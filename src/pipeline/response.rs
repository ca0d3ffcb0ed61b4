//! Response Assembly
//!
//! The protocol response head a script's output is copied into, plus the
//! status mapping and body/header-only corrections applied on completion.

use http::header::{HeaderName, HeaderValue};
use http::{HeaderMap, Method, StatusCode};

use crate::error::OutputError;
use crate::request::WellKnownHeader;

// == Response Head ==
#[derive(Debug, Clone)]
pub struct ResponseHead {
    pub status: StatusCode,
    headers: Vec<(HeaderName, HeaderValue)>,
    /// Index into `headers` for each well-known header
    dedicated: [Option<usize>; WellKnownHeader::COUNT],
    /// Length derived from the buffered body, never from script headers
    pub content_length: Option<u64>,
    /// Send the header without a body
    pub header_only: bool,
}

impl Default for ResponseHead {
    fn default() -> Self {
        Self {
            status: StatusCode::OK,
            headers: Vec::new(),
            dedicated: [None; WellKnownHeader::COUNT],
            content_length: None,
            header_only: false,
        }
    }
}

impl ResponseHead {
    pub fn new() -> Self {
        Self::default()
    }

    // == Push ==
    /// Appends a header, binding well-known names to their dedicated slot.
    pub fn push(&mut self, name: &[u8], value: &[u8]) -> Result<(), OutputError> {
        let header_name = HeaderName::from_bytes(name)
            .map_err(|_| OutputError::InvalidHeaderName(String::from_utf8_lossy(name).into_owned()))?;
        let header_value = HeaderValue::from_bytes(value)
            .map_err(|_| OutputError::InvalidHeaderValue(header_name.to_string()))?;

        if let Some(known) = WellKnownHeader::lookup(name) {
            self.dedicated[known.index()] = Some(self.headers.len());
        }
        self.headers.push((header_name, header_value));
        Ok(())
    }

    /// Value bound to a dedicated slot.
    pub fn dedicated(&self, header: WellKnownHeader) -> Option<&HeaderValue> {
        self.dedicated[header.index()].map(|i| &self.headers[i].1)
    }

    pub fn headers(&self) -> impl Iterator<Item = (&HeaderName, &HeaderValue)> {
        self.headers.iter().map(|(name, value)| (name, value))
    }

    pub fn is_empty(&self) -> bool {
        self.headers.is_empty()
    }

    /// Builds the header map sent on the wire.
    pub fn to_header_map(&self) -> HeaderMap {
        let mut map = HeaderMap::with_capacity(self.headers.len() + 1);
        for (name, value) in &self.headers {
            map.append(name.clone(), value.clone());
        }
        if let Some(length) = self.content_length {
            map.insert(http::header::CONTENT_LENGTH, HeaderValue::from(length));
        }
        map
    }
}

// == Status Mapping ==
/// Maps a non-success result code to a protocol status.
///
/// Codes in `100..600` pass through; anything else is an internal error.
pub fn map_result_code(rc: i32) -> StatusCode {
    u16::try_from(rc)
        .ok()
        .filter(|code| (100..600).contains(code))
        .and_then(|code| StatusCode::from_u16(code).ok())
        .unwrap_or(StatusCode::INTERNAL_SERVER_ERROR)
}

// == Shaping ==
/// Correction applied to a response whose body disagrees with its method or status.
#[derive(Debug, Clone, Copy, PartialEq, Eq)]
pub enum Correction {
    /// A body was produced but HEAD, 204 or 304 forbids one
    BodyIgnored,
    /// No body was produced but one is implied; length set to zero
    BodyExpected,
}

#[derive(Debug, Clone, Copy, PartialEq, Eq)]
pub struct Shape {
    pub content_length: Option<u64>,
    pub header_only: bool,
    pub correction: Option<Correction>,
}

fn forbids_body(method: &Method, status: StatusCode) -> bool {
    method == Method::HEAD || status == StatusCode::NO_CONTENT || status == StatusCode::NOT_MODIFIED
}

/// Decides length and header-only flag for a body of `body_len` bytes.
pub fn shape(method: &Method, status: StatusCode, body_len: usize) -> Shape {
    let forbidden = forbids_body(method, status);
    if body_len > 0 {
        if forbidden {
            Shape {
                content_length: None,
                header_only: true,
                correction: Some(Correction::BodyIgnored),
            }
        } else {
            Shape {
                content_length: Some(body_len as u64),
                header_only: false,
                correction: None,
            }
        }
    } else if !forbidden && status.as_u16() >= 200 {
        Shape {
            content_length: Some(0),
            header_only: true,
            correction: Some(Correction::BodyExpected),
        }
    } else {
        Shape {
            content_length: None,
            header_only: false,
            correction: None,
        }
    }
}

#[cfg(test)]
mod tests {
    use super::*;

    #[test]
    fn test_map_result_code() {
        assert_eq!(map_result_code(302), StatusCode::FOUND);
        assert_eq!(map_result_code(100), StatusCode::CONTINUE);
        assert_eq!(map_result_code(599).as_u16(), 599);
        assert_eq!(map_result_code(700), StatusCode::INTERNAL_SERVER_ERROR);
        assert_eq!(map_result_code(600), StatusCode::INTERNAL_SERVER_ERROR);
        assert_eq!(map_result_code(99), StatusCode::INTERNAL_SERVER_ERROR);
        assert_eq!(map_result_code(-1), StatusCode::INTERNAL_SERVER_ERROR);
    }

    #[test]
    fn test_shape_body_with_head() {
        let shaped = shape(&Method::HEAD, StatusCode::OK, 5);
        assert!(shaped.header_only);
        assert_eq!(shaped.content_length, None);
        assert_eq!(shaped.correction, Some(Correction::BodyIgnored));
    }

    #[test]
    fn test_shape_body_with_no_content_statuses() {
        for status in [StatusCode::NO_CONTENT, StatusCode::NOT_MODIFIED] {
            let shaped = shape(&Method::GET, status, 3);
            assert_eq!(shaped.correction, Some(Correction::BodyIgnored));
            assert!(shaped.header_only);
        }
    }

    #[test]
    fn test_shape_regular_body() {
        let shaped = shape(&Method::POST, StatusCode::CREATED, 12);
        assert_eq!(
            shaped,
            Shape {
                content_length: Some(12),
                header_only: false,
                correction: None
            }
        );
    }

    #[test]
    fn test_shape_missing_body() {
        let shaped = shape(&Method::GET, StatusCode::OK, 0);
        assert_eq!(shaped.content_length, Some(0));
        assert!(shaped.header_only);
        assert_eq!(shaped.correction, Some(Correction::BodyExpected));

        for (method, status) in [
            (Method::HEAD, StatusCode::OK),
            (Method::GET, StatusCode::NO_CONTENT),
            (Method::GET, StatusCode::NOT_MODIFIED),
            (Method::GET, StatusCode::CONTINUE),
        ] {
            assert_eq!(shape(&method, status, 0).correction, None);
        }
    }

    #[test]
    fn test_push_binds_dedicated_slots() {
        let mut head = ResponseHead::new();
        head.push(b"X-Custom", b"1").unwrap();
        head.push(b"etag", b"\"abc\"").unwrap();
        head.push(b"Location", b"/elsewhere").unwrap();

        assert_eq!(head.headers().count(), 3);
        assert_eq!(
            head.dedicated(WellKnownHeader::ETag).unwrap(),
            &HeaderValue::from_static("\"abc\"")
        );
        assert_eq!(
            head.dedicated(WellKnownHeader::Location).unwrap(),
            "/elsewhere"
        );
        assert!(head.dedicated(WellKnownHeader::Date).is_none());
    }

    #[test]
    fn test_push_rejects_invalid_headers() {
        let mut head = ResponseHead::new();
        assert!(matches!(
            head.push(b"bad name", b"v"),
            Err(OutputError::InvalidHeaderName(_))
        ));
        assert!(matches!(
            head.push(b"X-Ok", b"line\nbreak"),
            Err(OutputError::InvalidHeaderValue(_))
        ));
        assert!(head.is_empty());
    }

    #[test]
    fn test_header_map_carries_length() {
        let mut head = ResponseHead::new();
        head.push(b"Set-Cookie", b"a=1").unwrap();
        head.push(b"Set-Cookie", b"b=2").unwrap();
        head.content_length = Some(5);

        let map = head.to_header_map();
        assert_eq!(map.get_all("set-cookie").iter().count(), 2);
        assert_eq!(map.get("content-length").unwrap(), "5");
    }
}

------------------------------------------------------------

## [Instructions to follow]
Type out all of the records again, exactly.

## [Solution to the problem]
filename src/pipeline/response.rs
repository ca0d3ffcb0ed61b4
//! Response Assembly
//!
//! The protocol response head a script's output is copied into, plus the
//! status mapping and body/header-only corrections applied on completion.

use http::header::{HeaderName, HeaderValue};
use http::{HeaderMap, Method, StatusCode};

use crate::error::OutputError;
use crate::request::WellKnownHeader;

// == Response Head ==
#[derive(Debug, Clone)]
pub struct ResponseHead {
    pub status: StatusCode,
    headers: Vec<(HeaderName, HeaderValue)>,
    /// Index into `headers` for each well-known header
    dedicated: [Option<usize>; WellKnownHeader::COUNT],
    /// Length derived from the buffered body, never from script headers
    pub content_length: Option<u64>,
    /// Send the header without a body
    pub header_only: bool,
}

impl Default for ResponseHead {
    fn default() -> Self {
        Self {
            status: StatusCode::OK,
            headers: Vec::new(),
            dedicated: [None; WellKnownHeader::COUNT],
            content_length: None,
            header_only: false,
        }
    }
}

impl ResponseHead {
    pub fn new() -> Self {
        Self::default()
    }

    // == Push ==
    /// Appends a header, binding well-known names to their dedicated slot.
    pub fn push(&mut self, name: &[u8], value: &[u8]) -> Result<(), OutputError> {
        let header_name = HeaderName::from_bytes(name)
            .map_err(|_| OutputError::InvalidHeaderName(String::from_utf8_lossy(name).into_owned()))?;
        let header_value = HeaderValue::from_bytes(value)
            .map_err(|_| OutputError::InvalidHeaderValue(header_name.to_string()))?;

        if let Some(known) = WellKnownHeader::lookup(name) {
            self.dedicated[known.index()] = Some(self.headers.len());
        }
        self.headers.push((header_name, header_value));
        Ok(())
    }

    /// Value bound to a dedicated slot.
    pub fn dedicated(&self, header: WellKnownHeader) -> Option<&HeaderValue> {
        self.dedicated[header.index()].map(|i| &self.headers[i].1)
    }

    pub fn headers(&self) -> impl Iterator<Item = (&HeaderName, &HeaderValue)> {
        self.headers.iter().map(|(name, value)| (name, value))
    }

    pub fn is_empty(&self) -> bool {
        self.headers.is_empty()
    }

    /// Builds the header map sent on the wire.
    pub fn to_header_map(&self) -> HeaderMap {
        let mut map = HeaderMap::with_capacity(self.headers.len() + 1);
        for (name, value) in &self.headers {
            map.append(name.clone(), value.clone());
        }
        if let Some(length) = self.content_length {
            map.insert(http::header::CONTENT_LENGTH, HeaderValue::from(length));
        }
        map
    }
}

// == Status Mapping ==
/// Maps a non-success result code to a protocol status.
///
/// Codes in `100..600` pass through; anything else is an internal error.
pub fn map_result_code(rc: i32) -> StatusCode {
    u16::try_from(rc)
        .ok()
        .filter(|code| (100..600).contains(code))
        .and_then(|code| StatusCode::from_u16(code).ok())
        .unwrap_or(StatusCode::INTERNAL_SERVER_ERROR)
}

// == Shaping ==
/// Correction applied to a response whose body disagrees with its method or status.
#[derive(Debug, Clone, Copy, PartialEq, Eq)]
pub enum Correction {
    /// A body was produced but HEAD, 204 or 304 forbids one
    BodyIgnored,
    /// No body was produced but one is implied; length set to zero
    BodyExpected,
}

#[derive(Debug, Clone, Copy, PartialEq, Eq)]
pub struct Shape {
    pub content_length: Option<u64>,
    pub header_only: bool,
    pub correction: Option<Correction>,
}

fn forbids_body(method: &Method, status: StatusCode) -> bool {
    method == Method::HEAD || status == StatusCode::NO_CONTENT || status == StatusCode::NOT_MODIFIED
}

/// Decides length and header-only flag for a body of `body_len` bytes.
pub fn shape(method: &Method, status: StatusCode, body_len: usize) -> Shape {
    let forbidden = forbids_body(method, status);
    if body_len > 0 {
        if forbidden {
            Shape {
                content_length: None,
                header_only: true,
                correction: Some(Correction::BodyIgnored),
            }
        } else {
            Shape {
                content_length: Some(body_len as u64),
                header_only: false,
                correction: None,
            }
        }
    } else if !forbidden && status.as_u16() >= 200 {
        Shape {
            content_length: Some(0),
            header_only: true,
            correction: Some(Correction::BodyExpected),
        }
    } else {
        Shape {
            content_length: None,
            header_only: false,
            correction: None,
        }
    }
}

#[cfg(test)]
mod tests {
    use super::*;

    #[test]
    fn test_map_result_code() {
        assert_eq!(map_result_code(302), StatusCode::FOUND);
        assert_eq!(map_result_code(100), StatusCode::CONTINUE);
        assert_eq!(map_result_code(599).as_u16(), 599);
        assert_eq!(map_result_code(700), StatusCode::INTERNAL_SERVER_ERROR);
        assert_eq!(map_result_code(600), StatusCode::INTERNAL_SERVER_ERROR);
        assert_eq!(map_result_code(99), StatusCode::INTERNAL_SERVER_ERROR);
        assert_eq!(map_result_code(-1), StatusCode::INTERNAL_SERVER_ERROR);
    }

    #[test]
    fn test_shape_body_with_head() {
        let shaped = shape(&Method::HEAD, StatusCode::OK, 5);
        assert!(shaped.header_only);
        assert_eq!(shaped.content_length, None);
        assert_eq!(shaped.correction, Some(Correction::BodyIgnored));
    }

    #[test]
    fn test_shape_body_with_no_content_statuses() {
        for status in [StatusCode::NO_CONTENT, StatusCode::NOT_MODIFIED] {
            let shaped = shape(&Method::GET, status, 3);
            assert_eq!(shaped.correction, Some(Correction::BodyIgnored));
            assert!(shaped.header_only);
        }
    }

    #[test]
    fn test_shape_regular_body() {
        let shaped = shape(&Method::POST, StatusCode::CREATED, 12);
        assert_eq!(
            shaped,
            Shape {
                content_length: Some(12),
                header_only: false,
                correction: None
            }
        );
    }

    #[test]
    fn test_shape_missing_body() {
        let shaped = shape(&Method::GET, StatusCode::OK, 0);
        assert_eq!(shaped.content_length, Some(0));
        assert!(shaped.header_only);
        assert_eq!(shaped.correction, Some(Correction::BodyExpected));

        for (method, status) in [
            (Method::HEAD, StatusCode::OK),
            (Method::GET, StatusCode::NO_CONTENT),
            (Method::GET, StatusCode::NOT_MODIFIED),
            (Method::GET, StatusCode::CONTINUE),
        ] {
            assert_eq!(shape(&method, status, 0).correction, None);
        }
    }

    #[test]
    fn test_push_binds_dedicated_slots() {
        let mut head = ResponseHead::new();
        head.push(b"X-Custom", b"1").unwrap();
        head.push(b"etag", b"\"abc\"").unwrap();
        head.push(b"Location", b"/elsewhere").unwrap();

        assert_eq!(head.headers().count(), 3);
        assert_eq!(
            head.dedicated(WellKnownHeader::ETag).unwrap(),
            &HeaderValue::from_static("\"abc\"")
        );
        assert_eq!(
            head.dedicated(WellKnownHeader::Location).unwrap(),
            "/elsewhere"
        );
        assert!(head.dedicated(WellKnownHeader::Date).is_none());
    }

    #[test]
    fn test_push_rejects_invalid_headers() {
        let mut head = ResponseHead::new();
        assert!(matches!(
            head.push(b"bad name", b"v"),
            Err(OutputError::InvalidHeaderName(_))
        ));
        assert!(matches!(
            head.push(b"X-Ok", b"line\nbreak"),
            Err(OutputError::InvalidHeaderValue(_))
        ));
        assert!(head.is_empty());
    }

    #[test]
    fn test_header_map_carries_length() {
        let mut head = ResponseHead::new();
        head.push(b"Set-Cookie", b"a=1").unwrap();
        head.push(b"Set-Cookie", b"b=2").unwrap();
        head.content_length = Some(5);

        let map = head.to_header_map();
        assert_eq!(map.get_all("set-cookie").iter().count(), 2);
        assert_eq!(map.get("content-length").unwrap(), "5");
    }
}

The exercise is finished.